• [PROMPT]: From the data below, copy out every line in which the word "entries" occurs.

• [Records excerpted from a collection]:
----------
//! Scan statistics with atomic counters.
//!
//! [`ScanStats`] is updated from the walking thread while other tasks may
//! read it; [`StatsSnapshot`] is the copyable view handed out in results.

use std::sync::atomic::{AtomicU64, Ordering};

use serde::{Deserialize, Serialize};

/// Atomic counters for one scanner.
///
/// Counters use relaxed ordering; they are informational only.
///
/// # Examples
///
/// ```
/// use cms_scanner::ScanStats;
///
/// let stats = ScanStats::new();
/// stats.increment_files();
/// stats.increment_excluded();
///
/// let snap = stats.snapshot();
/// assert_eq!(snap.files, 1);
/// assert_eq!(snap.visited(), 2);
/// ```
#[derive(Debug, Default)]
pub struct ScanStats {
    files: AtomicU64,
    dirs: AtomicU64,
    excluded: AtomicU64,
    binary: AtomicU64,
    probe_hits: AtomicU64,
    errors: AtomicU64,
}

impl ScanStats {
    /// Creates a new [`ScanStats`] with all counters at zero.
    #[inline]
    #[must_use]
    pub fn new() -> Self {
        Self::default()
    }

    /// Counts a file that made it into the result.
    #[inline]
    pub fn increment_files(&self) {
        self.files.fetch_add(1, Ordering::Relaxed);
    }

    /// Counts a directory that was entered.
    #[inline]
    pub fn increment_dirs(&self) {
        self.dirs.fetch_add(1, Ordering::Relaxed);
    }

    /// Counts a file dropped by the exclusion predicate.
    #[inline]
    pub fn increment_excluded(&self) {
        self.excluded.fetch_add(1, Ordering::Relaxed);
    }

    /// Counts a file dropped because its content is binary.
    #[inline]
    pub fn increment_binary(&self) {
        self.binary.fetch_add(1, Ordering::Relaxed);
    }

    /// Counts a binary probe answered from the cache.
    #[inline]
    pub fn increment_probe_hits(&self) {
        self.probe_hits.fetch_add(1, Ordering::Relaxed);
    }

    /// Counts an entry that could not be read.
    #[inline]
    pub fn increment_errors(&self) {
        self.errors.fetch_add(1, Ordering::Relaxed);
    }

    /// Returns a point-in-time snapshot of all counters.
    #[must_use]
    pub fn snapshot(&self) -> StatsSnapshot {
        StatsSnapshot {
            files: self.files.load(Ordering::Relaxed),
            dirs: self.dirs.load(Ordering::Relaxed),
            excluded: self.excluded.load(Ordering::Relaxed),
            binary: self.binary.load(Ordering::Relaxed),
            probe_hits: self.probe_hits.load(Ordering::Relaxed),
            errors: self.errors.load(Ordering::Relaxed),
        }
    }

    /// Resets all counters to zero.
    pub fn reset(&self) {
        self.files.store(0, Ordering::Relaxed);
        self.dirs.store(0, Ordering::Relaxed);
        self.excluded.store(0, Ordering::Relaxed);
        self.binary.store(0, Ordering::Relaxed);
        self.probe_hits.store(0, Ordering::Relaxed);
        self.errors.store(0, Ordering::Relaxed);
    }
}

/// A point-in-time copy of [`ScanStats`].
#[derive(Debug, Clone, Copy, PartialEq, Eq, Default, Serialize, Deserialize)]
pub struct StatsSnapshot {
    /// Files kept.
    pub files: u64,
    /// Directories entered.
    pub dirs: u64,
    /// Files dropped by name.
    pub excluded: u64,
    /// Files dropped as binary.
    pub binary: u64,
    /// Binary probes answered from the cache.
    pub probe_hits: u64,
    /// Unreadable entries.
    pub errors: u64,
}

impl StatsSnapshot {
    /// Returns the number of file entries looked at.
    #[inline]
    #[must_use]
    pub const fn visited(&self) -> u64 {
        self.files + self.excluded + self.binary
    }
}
----------
• [REPLY TO THE TASK]:
    /// Unreadable entries.
    /// Returns the number of file entries looked at.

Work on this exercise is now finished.